> _AIM OF THE EXERCISE_
Repeat each record word for word.

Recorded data
= Beginning of Section =

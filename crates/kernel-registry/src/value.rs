//! Dynamically typed operands for the runtime kernel table.
//!
//! [`Column`] holds a sequence of one element kind, [`Scalar`] a single
//! value. Variant names match [`DType`] one to one.

use crate::dtype::DType;
use crate::operator::Shape;

/// Complex number with `f32` parts.
pub type Complex64 = num_complex::Complex<f32>;

/// Complex number with `f64` parts.
pub type Complex128 = num_complex::Complex<f64>;

/// An address-sized integer. Ordered, but has no zero/one semantics.
#[derive(Debug, Clone, Copy, PartialEq, Eq, PartialOrd, Ord, Hash, Default)]
pub struct Uintptr(pub usize);

/// An opaque pointer, compared by address only and never dereferenced.
#[derive(Debug, Clone, Copy, PartialEq, Eq, Hash)]
pub struct RawPtr(usize);

impl RawPtr {
    pub const NULL: RawPtr = RawPtr(0);

    pub fn from_ptr<T>(ptr: *const T) -> Self {
        Self(ptr as usize)
    }

    pub fn addr(self) -> usize {
        self.0
    }
}

macro_rules! define_values {
    ($($variant:ident => $ty:ty),* $(,)?) => {
        /// A sequence of elements of one kind.
        #[derive(Debug, Clone, PartialEq)]
        pub enum Column {
            $($variant(Vec<$ty>),)*
        }

        /// One element of some kind.
        #[derive(Debug, Clone, PartialEq)]
        pub enum Scalar {
            $($variant($ty),)*
        }

        impl Column {
            /// Element kind
            pub fn dtype(&self) -> DType {
                match self {
                    $(Column::$variant(_) => DType::$variant,)*
                }
            }

            /// Number of elements
            pub fn len(&self) -> usize {
                match self {
                    $(Column::$variant(values) => values.len(),)*
                }
            }

            pub fn is_empty(&self) -> bool {
                self.len() == 0
            }

            /// Column of `len` copies of `scalar`.
            pub fn broadcast(scalar: &Scalar, len: usize) -> Column {
                match scalar {
                    $(Scalar::$variant(value) => Column::$variant(vec![value.clone(); len]),)*
                }
            }
        }

        impl Scalar {
            /// Element kind
            pub fn dtype(&self) -> DType {
                match self {
                    $(Scalar::$variant(_) => DType::$variant,)*
                }
            }
        }

        $(
            impl From<Vec<$ty>> for Column {
                fn from(values: Vec<$ty>) -> Self {
                    Column::$variant(values)
                }
            }

            impl From<$ty> for Scalar {
                fn from(value: $ty) -> Self {
                    Scalar::$variant(value)
                }
            }
        )*
    };
}

define_values! {
    Bool => bool,
    Int => isize,
    I8 => i8,
    I16 => i16,
    I32 => i32,
    I64 => i64,
    Uint => usize,
    U8 => u8,
    U16 => u16,
    U32 => u32,
    U64 => u64,
    Uintptr => Uintptr,
    F32 => f32,
    F64 => f64,
    C64 => Complex64,
    C128 => Complex128,
    Str => String,
    UnsafePointer => RawPtr,
}

/// Right-hand operand of a comparison.
#[derive(Debug, Clone, Copy)]
pub enum Operand<'a> {
    Column(&'a Column),
    Scalar(&'a Scalar),
}

impl Operand<'_> {
    pub fn shape(&self) -> Shape {
        match self {
            Operand::Column(_) => Shape::ArrayArray,
            Operand::Scalar(_) => Shape::ArrayScalar,
        }
    }

    pub fn dtype(&self) -> DType {
        match self {
            Operand::Column(column) => column.dtype(),
            Operand::Scalar(scalar) => scalar.dtype(),
        }
    }
}

impl<'a> From<&'a Column> for Operand<'a> {
    fn from(column: &'a Column) -> Self {
        Operand::Column(column)
    }
}

impl<'a> From<&'a Scalar> for Operand<'a> {
    fn from(scalar: &'a Scalar) -> Self {
        Operand::Scalar(scalar)
    }
}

= End of Section =

> _TASK RESULT_
filename crates/kernel-registry/src/value.rs
//! Dynamically typed operands for the runtime kernel table.
//!
//! [`Column`] holds a sequence of one element kind, [`Scalar`] a single
//! value. Variant names match [`DType`] one to one.

use crate::dtype::DType;
use crate::operator::Shape;

/// Complex number with `f32` parts.
pub type Complex64 = num_complex::Complex<f32>;

/// Complex number with `f64` parts.
pub type Complex128 = num_complex::Complex<f64>;

/// An address-sized integer. Ordered, but has no zero/one semantics.
#[derive(Debug, Clone, Copy, PartialEq, Eq, PartialOrd, Ord, Hash, Default)]
pub struct Uintptr(pub usize);

/// An opaque pointer, compared by address only and never dereferenced.
#[derive(Debug, Clone, Copy, PartialEq, Eq, Hash)]
pub struct RawPtr(usize);

impl RawPtr {
    pub const NULL: RawPtr = RawPtr(0);

    pub fn from_ptr<T>(ptr: *const T) -> Self {
        Self(ptr as usize)
    }

    pub fn addr(self) -> usize {
        self.0
    }
}

macro_rules! define_values {
    ($($variant:ident => $ty:ty),* $(,)?) => {
        /// A sequence of elements of one kind.
        #[derive(Debug, Clone, PartialEq)]
        pub enum Column {
            $($variant(Vec<$ty>),)*
        }

        /// One element of some kind.
        #[derive(Debug, Clone, PartialEq)]
        pub enum Scalar {
            $($variant($ty),)*
        }

        impl Column {
            /// Element kind
            pub fn dtype(&self) -> DType {
                match self {
                    $(Column::$variant(_) => DType::$variant,)*
                }
            }

            /// Number of elements
            pub fn len(&self) -> usize {
                match self {
                    $(Column::$variant(values) => values.len(),)*
                }
            }

            pub fn is_empty(&self) -> bool {
                self.len() == 0
            }

            /// Column of `len` copies of `scalar`.
            pub fn broadcast(scalar: &Scalar, len: usize) -> Column {
                match scalar {
                    $(Scalar::$variant(value) => Column::$variant(vec![value.clone(); len]),)*
                }
            }
        }

        impl Scalar {
            /// Element kind
            pub fn dtype(&self) -> DType {
                match self {
                    $(Scalar::$variant(_) => DType::$variant,)*
                }
            }
        }

        $(
            impl From<Vec<$ty>> for Column {
                fn from(values: Vec<$ty>) -> Self {
                    Column::$variant(values)
                }
            }

            impl From<$ty> for Scalar {
                fn from(value: $ty) -> Self {
                    Scalar::$variant(value)
                }
            }
        )*
    };
}

define_values! {
    Bool => bool,
    Int => isize,
    I8 => i8,
    I16 => i16,
    I32 => i32,
    I64 => i64,
    Uint => usize,
    U8 => u8,
    U16 => u16,
    U32 => u32,
    U64 => u64,
    Uintptr => Uintptr,
    F32 => f32,
    F64 => f64,
    C64 => Complex64,
    C128 => Complex128,
    Str => String,
    UnsafePointer => RawPtr,
}

/// Right-hand operand of a comparison.
#[derive(Debug, Clone, Copy)]
pub enum Operand<'a> {
    Column(&'a Column),
    Scalar(&'a Scalar),
}

impl Operand<'_> {
    pub fn shape(&self) -> Shape {
        match self {
            Operand::Column(_) => Shape::ArrayArray,
            Operand::Scalar(_) => Shape::ArrayScalar,
        }
    }

    pub fn dtype(&self) -> DType {
        match self {
            Operand::Column(column) => column.dtype(),
            Operand::Scalar(scalar) => scalar.dtype(),
        }
    }
}

impl<'a> From<&'a Column> for Operand<'a> {
    fn from(column: &'a Column) -> Self {
        Operand::Column(column)
    }
}

impl<'a> From<&'a Scalar> for Operand<'a> {
    fn from(scalar: &'a Scalar) -> Self {
        Operand::Scalar(scalar)
    }
}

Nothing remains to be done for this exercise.